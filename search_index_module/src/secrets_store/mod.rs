//! Named secret storage for keyed hashing.
//!
//! A secret is created once per logical name and reused for the lifetime of
//! the backing store. Creation is idempotent: concurrent callers asking for
//! the same name converge on whichever value was persisted first.

mod postgres_store;
mod sqlite_store;

use std::collections::HashMap;
use std::sync::{Mutex, RwLock};

use base64::engine::general_purpose::STANDARD as BASE64_STANDARD;
use base64::Engine;
use rand::RngCore;

pub use self::postgres_store::PostgresSecretStore;
pub use self::sqlite_store::SqliteSecretStore;

const SECRET_BYTES: usize = 32;

#[derive(Debug, thiserror::Error)]
pub enum SecretStoreError {
    #[error("sqlite error: {0}")]
    Sqlite(#[from] rusqlite::Error),
    #[error("postgres error: {0}")]
    Postgres(#[from] postgres::Error),
    #[error("pool error: {0}")]
    Pool(#[from] r2d2::Error),
    #[error("io error: {0}")]
    Io(#[from] std::io::Error),
    #[error("invalid secret name: {0:?}")]
    InvalidName(String),
    #[error("missing SUPABASE_DB_URL")]
    MissingDbUrl,
    #[error("secret store config error: {0}")]
    Config(String),
    #[error("secret store lock poisoned")]
    LockPoisoned,
}

pub trait SecretStore: Send + Sync {
    /// Return the secret stored under `name`, creating it on first use.
    fn get_or_create_secret(&self, name: &str) -> Result<String, SecretStoreError>;
    fn get_secret(&self, name: &str) -> Result<Option<String>, SecretStoreError>;
}

/// Random key material, base64 encoded.
pub fn generate_secret() -> String {
    let mut bytes = [0u8; SECRET_BYTES];
    rand::thread_rng().fill_bytes(&mut bytes);
    BASE64_STANDARD.encode(bytes)
}

pub(crate) fn validate_name(name: &str) -> Result<&str, SecretStoreError> {
    let trimmed = name.trim();
    if trimmed.is_empty() || trimmed != name {
        return Err(SecretStoreError::InvalidName(name.to_string()));
    }
    Ok(trimmed)
}

/// In-process store, mostly for tests and single-binary setups.
#[derive(Debug, Default)]
pub struct MemorySecretStore {
    secrets: Mutex<HashMap<String, String>>,
}

impl MemorySecretStore {
    pub fn new() -> Self {
        Self::default()
    }

    pub fn with_secrets<I, K, V>(secrets: I) -> Self
    where
        I: IntoIterator<Item = (K, V)>,
        K: Into<String>,
        V: Into<String>,
    {
        let secrets = secrets
            .into_iter()
            .map(|(name, value)| (name.into(), value.into()))
            .collect();
        Self {
            secrets: Mutex::new(secrets),
        }
    }
}

impl SecretStore for MemorySecretStore {
    fn get_or_create_secret(&self, name: &str) -> Result<String, SecretStoreError> {
        let name = validate_name(name)?;
        let mut secrets = self
            .secrets
            .lock()
            .map_err(|_| SecretStoreError::LockPoisoned)?;
        Ok(secrets
            .entry(name.to_string())
            .or_insert_with(generate_secret)
            .clone())
    }

    fn get_secret(&self, name: &str) -> Result<Option<String>, SecretStoreError> {
        let name = validate_name(name)?;
        let secrets = self
            .secrets
            .lock()
            .map_err(|_| SecretStoreError::LockPoisoned)?;
        Ok(secrets.get(name).cloned())
    }
}

/// Memoizes secrets fetched from another store.
///
/// The host process owns one instance and hands it to every consumer, so a
/// secret is read from the backing store at most once per name unless two
/// callers race on the very first lookup. In that case both receive the value
/// the backing store settled on and the first one cached wins.
pub struct CachedSecretStore<S> {
    inner: S,
    cache: RwLock<HashMap<String, String>>,
}

impl<S: SecretStore> CachedSecretStore<S> {
    pub fn new(inner: S) -> Self {
        Self {
            inner,
            cache: RwLock::new(HashMap::new()),
        }
    }

    pub fn inner(&self) -> &S {
        &self.inner
    }

    fn cached(&self, name: &str) -> Result<Option<String>, SecretStoreError> {
        let cache = self
            .cache
            .read()
            .map_err(|_| SecretStoreError::LockPoisoned)?;
        Ok(cache.get(name).cloned())
    }

    fn remember(&self, name: &str, value: String) -> Result<String, SecretStoreError> {
        let mut cache = self
            .cache
            .write()
            .map_err(|_| SecretStoreError::LockPoisoned)?;
        Ok(cache.entry(name.to_string()).or_insert(value).clone())
    }
}

impl<S: SecretStore> SecretStore for CachedSecretStore<S> {
    fn get_or_create_secret(&self, name: &str) -> Result<String, SecretStoreError> {
        if let Some(value) = self.cached(name)? {
            return Ok(value);
        }
        let value = self.inner.get_or_create_secret(name)?;
        self.remember(name, value)
    }

    fn get_secret(&self, name: &str) -> Result<Option<String>, SecretStoreError> {
        if let Some(value) = self.cached(name)? {
            return Ok(Some(value));
        }
        match self.inner.get_secret(name)? {
            Some(value) => self.remember(name, value).map(Some),
            None => Ok(None),
        }
    }
}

:::

**DIRECTIONS FOR THIS TASK**
Check each line of the records for the word "callers", and show the lines that contain it.

**TASK SOLUTION**
//! the backing store. Creation is idempotent: concurrent callers asking for
/// callers race on the very first lookup. In that case both receive the value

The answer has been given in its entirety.